TASK BRIEF.
If a line in the records below contains "Result", copy that line.

Collected data entries.
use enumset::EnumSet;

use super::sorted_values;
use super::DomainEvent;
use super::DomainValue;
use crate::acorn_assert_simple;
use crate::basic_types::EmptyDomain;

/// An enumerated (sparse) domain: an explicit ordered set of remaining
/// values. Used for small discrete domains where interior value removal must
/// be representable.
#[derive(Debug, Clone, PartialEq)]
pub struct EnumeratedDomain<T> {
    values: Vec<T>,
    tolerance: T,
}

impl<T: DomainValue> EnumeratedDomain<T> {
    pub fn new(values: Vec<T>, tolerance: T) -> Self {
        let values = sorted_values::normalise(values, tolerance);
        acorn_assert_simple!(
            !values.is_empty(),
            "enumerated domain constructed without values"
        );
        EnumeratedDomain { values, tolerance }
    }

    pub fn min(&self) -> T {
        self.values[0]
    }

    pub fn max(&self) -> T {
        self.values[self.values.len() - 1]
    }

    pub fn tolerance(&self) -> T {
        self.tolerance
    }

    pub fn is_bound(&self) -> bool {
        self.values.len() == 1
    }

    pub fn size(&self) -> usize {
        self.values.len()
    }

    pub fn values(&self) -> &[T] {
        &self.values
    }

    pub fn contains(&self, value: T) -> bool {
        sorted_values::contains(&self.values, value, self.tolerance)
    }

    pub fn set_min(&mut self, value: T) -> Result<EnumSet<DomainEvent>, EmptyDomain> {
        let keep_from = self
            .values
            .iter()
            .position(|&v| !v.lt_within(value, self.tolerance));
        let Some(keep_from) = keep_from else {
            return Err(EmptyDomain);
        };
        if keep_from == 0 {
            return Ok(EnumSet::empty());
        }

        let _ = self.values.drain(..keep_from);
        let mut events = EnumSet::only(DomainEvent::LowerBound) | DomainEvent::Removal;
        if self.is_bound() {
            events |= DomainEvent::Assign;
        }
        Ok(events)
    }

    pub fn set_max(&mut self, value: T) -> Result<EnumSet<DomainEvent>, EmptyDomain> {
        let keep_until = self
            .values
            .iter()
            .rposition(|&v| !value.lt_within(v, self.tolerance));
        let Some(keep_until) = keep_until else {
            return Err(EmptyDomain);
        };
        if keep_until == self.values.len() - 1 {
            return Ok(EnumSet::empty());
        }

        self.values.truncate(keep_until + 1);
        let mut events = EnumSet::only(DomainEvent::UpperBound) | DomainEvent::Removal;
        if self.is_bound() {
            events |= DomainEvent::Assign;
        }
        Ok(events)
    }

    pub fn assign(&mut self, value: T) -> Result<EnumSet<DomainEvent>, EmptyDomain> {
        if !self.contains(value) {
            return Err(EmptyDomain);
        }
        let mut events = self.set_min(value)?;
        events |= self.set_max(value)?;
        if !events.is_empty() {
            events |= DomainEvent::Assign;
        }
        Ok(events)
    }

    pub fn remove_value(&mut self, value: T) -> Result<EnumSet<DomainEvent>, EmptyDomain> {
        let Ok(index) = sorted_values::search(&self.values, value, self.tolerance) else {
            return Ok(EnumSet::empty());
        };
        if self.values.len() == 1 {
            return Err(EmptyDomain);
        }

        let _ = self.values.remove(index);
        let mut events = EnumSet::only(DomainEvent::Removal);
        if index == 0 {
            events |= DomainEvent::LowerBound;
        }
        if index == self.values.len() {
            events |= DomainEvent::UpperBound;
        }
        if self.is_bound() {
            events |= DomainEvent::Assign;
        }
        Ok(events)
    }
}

REPLY TO THE EXERCISE.
    pub fn set_min(&mut self, value: T) -> Result<EnumSet<DomainEvent>, EmptyDomain> {
    pub fn set_max(&mut self, value: T) -> Result<EnumSet<DomainEvent>, EmptyDomain> {
    pub fn assign(&mut self, value: T) -> Result<EnumSet<DomainEvent>, EmptyDomain> {
    pub fn remove_value(&mut self, value: T) -> Result<EnumSet<DomainEvent>, EmptyDomain> {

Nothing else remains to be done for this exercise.